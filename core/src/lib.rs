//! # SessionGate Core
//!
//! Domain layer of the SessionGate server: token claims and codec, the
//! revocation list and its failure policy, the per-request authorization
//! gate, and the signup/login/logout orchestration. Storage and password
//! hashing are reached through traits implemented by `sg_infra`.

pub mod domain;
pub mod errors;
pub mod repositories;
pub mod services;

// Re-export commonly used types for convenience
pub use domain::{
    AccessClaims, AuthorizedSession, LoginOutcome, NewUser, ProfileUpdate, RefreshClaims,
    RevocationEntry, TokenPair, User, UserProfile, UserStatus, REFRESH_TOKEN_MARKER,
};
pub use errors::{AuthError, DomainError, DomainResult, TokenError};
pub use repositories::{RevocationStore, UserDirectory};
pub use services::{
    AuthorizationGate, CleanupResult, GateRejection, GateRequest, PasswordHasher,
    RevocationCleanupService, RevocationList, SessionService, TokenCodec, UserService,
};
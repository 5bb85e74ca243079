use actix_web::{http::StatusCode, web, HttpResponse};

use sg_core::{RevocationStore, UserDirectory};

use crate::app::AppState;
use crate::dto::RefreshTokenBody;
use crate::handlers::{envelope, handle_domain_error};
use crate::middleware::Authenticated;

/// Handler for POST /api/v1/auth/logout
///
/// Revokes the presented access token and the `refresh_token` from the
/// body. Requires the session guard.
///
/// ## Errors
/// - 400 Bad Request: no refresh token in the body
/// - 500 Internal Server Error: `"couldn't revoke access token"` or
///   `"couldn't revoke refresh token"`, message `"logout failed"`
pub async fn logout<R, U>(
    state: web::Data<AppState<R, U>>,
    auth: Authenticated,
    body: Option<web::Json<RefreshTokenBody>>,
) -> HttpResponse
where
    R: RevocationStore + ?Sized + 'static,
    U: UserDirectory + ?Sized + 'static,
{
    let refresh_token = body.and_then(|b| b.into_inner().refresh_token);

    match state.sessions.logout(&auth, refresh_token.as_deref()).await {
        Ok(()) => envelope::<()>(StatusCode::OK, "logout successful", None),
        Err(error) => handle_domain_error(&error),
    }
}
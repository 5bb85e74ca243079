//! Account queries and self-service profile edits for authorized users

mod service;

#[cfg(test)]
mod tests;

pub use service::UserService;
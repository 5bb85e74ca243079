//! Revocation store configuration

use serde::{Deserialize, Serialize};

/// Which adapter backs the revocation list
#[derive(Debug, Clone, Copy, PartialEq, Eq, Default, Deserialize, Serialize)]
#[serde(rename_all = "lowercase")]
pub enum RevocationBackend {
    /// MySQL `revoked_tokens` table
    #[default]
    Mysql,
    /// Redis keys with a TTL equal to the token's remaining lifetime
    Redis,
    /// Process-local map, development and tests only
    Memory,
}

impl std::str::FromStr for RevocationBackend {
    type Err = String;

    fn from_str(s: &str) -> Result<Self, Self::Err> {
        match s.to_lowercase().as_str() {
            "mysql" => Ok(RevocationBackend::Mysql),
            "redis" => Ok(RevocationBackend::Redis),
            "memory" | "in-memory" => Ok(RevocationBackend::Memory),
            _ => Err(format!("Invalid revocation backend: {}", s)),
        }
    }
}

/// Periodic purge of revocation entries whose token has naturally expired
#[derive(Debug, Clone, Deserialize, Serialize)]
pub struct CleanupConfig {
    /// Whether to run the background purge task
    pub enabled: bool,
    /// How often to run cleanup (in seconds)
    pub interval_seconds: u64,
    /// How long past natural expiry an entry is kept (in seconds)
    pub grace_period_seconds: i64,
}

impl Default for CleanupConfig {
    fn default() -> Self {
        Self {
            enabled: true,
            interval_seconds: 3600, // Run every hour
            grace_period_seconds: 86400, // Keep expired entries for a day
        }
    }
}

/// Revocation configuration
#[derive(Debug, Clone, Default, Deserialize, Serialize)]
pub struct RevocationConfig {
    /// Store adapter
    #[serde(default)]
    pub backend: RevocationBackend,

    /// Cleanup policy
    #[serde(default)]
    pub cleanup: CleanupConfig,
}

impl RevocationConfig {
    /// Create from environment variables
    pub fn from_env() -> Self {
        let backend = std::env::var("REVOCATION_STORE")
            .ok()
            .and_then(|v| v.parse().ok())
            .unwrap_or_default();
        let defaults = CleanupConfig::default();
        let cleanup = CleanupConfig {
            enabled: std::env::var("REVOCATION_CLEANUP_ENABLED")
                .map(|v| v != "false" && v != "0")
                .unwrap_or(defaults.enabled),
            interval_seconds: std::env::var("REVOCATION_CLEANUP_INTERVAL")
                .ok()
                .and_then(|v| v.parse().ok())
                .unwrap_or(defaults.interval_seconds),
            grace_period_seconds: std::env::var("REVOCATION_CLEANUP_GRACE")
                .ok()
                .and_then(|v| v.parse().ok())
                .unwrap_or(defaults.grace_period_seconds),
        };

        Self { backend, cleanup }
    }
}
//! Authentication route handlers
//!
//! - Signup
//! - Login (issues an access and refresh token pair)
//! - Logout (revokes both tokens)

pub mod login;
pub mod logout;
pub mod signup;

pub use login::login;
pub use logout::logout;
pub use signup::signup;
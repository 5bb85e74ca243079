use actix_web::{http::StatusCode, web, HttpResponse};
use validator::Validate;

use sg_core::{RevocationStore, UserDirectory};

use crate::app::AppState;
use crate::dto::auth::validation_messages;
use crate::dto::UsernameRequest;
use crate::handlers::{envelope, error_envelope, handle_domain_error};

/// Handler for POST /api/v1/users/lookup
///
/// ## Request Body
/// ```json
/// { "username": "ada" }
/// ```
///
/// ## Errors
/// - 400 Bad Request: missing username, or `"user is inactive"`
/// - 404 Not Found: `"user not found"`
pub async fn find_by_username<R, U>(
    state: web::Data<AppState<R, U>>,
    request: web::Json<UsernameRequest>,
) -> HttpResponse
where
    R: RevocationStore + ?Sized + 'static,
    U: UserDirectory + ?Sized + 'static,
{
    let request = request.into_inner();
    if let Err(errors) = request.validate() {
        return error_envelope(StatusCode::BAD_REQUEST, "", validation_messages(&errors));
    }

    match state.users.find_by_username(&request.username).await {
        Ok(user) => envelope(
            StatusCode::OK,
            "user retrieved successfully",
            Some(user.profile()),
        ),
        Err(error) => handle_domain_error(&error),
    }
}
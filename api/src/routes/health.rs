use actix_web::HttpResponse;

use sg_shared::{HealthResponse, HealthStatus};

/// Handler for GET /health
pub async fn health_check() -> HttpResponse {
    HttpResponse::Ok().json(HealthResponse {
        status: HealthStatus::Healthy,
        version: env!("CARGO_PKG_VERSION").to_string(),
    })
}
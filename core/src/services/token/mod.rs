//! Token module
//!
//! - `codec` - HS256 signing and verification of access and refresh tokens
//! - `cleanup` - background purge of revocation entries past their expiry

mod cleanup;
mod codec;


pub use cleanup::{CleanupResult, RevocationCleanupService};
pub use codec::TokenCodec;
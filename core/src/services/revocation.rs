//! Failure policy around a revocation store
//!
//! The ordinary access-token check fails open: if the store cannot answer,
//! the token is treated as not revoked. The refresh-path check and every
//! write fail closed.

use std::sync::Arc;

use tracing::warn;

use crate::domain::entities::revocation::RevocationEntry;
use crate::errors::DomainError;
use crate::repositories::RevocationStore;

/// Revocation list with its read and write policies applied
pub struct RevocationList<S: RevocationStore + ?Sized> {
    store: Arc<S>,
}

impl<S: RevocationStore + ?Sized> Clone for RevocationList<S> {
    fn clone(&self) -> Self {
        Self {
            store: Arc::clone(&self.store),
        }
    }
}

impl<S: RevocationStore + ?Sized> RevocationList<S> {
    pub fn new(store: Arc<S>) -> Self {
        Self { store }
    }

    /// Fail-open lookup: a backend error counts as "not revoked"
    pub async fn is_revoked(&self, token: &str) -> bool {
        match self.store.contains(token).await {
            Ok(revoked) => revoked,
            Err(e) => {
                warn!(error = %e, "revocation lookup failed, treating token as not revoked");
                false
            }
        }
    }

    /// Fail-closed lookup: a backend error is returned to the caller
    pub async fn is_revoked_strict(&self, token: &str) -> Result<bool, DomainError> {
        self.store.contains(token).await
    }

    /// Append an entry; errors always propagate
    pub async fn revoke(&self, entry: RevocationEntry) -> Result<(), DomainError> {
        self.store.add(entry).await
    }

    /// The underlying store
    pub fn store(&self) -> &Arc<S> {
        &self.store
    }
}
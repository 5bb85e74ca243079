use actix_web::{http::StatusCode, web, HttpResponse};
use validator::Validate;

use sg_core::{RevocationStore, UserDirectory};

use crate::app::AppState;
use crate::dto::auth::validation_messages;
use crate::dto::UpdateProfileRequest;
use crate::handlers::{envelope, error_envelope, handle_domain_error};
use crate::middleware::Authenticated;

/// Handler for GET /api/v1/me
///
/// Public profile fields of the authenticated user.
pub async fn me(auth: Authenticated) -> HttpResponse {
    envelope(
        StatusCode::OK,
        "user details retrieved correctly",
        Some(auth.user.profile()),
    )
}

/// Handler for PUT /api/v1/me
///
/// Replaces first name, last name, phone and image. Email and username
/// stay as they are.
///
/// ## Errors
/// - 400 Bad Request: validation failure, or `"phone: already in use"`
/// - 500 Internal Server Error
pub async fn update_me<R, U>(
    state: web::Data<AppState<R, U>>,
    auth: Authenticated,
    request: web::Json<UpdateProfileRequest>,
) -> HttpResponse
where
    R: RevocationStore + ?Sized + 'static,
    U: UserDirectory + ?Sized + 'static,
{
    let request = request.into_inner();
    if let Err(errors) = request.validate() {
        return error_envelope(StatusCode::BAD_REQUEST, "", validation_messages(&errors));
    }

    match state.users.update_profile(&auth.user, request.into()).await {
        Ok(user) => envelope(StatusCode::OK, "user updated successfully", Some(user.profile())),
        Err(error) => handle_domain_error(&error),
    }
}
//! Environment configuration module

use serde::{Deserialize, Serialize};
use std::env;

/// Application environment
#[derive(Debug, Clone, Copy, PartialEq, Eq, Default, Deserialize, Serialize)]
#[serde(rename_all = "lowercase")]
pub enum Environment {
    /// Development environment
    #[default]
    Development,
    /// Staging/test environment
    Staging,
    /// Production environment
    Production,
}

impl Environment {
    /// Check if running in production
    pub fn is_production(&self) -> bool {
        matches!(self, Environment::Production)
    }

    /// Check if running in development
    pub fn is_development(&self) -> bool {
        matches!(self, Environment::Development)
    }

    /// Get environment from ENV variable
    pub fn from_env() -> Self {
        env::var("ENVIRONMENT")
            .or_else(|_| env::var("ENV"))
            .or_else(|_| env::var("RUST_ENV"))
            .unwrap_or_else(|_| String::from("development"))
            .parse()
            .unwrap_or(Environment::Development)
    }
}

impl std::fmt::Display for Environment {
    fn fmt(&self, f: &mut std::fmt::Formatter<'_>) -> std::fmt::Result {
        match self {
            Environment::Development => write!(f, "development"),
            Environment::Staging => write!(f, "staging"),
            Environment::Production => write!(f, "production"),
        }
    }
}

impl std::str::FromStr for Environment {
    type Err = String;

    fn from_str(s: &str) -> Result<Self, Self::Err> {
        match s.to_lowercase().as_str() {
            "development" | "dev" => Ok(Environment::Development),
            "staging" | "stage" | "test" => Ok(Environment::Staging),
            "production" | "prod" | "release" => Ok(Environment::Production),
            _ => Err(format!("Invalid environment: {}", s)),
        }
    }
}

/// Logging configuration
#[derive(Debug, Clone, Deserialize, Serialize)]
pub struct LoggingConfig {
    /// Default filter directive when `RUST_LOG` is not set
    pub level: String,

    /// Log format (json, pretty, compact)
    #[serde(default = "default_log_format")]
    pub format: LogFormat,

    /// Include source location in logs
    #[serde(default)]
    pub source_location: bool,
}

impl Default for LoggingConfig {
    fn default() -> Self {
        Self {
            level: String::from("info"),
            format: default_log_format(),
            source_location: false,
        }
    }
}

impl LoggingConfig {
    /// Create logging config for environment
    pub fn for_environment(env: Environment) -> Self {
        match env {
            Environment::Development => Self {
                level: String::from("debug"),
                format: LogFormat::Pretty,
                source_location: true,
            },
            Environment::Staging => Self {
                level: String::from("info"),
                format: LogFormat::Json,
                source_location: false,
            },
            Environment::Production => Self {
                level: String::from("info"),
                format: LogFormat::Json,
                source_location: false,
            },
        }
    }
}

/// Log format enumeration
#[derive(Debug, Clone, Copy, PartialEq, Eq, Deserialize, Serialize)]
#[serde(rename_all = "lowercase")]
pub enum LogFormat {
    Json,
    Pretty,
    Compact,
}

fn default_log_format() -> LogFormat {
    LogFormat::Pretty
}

· · · · ·

Taking the records above as input, show every line in which the word "contains" is present.

        match self.store.contains(token).await {
        self.store.contains(token).await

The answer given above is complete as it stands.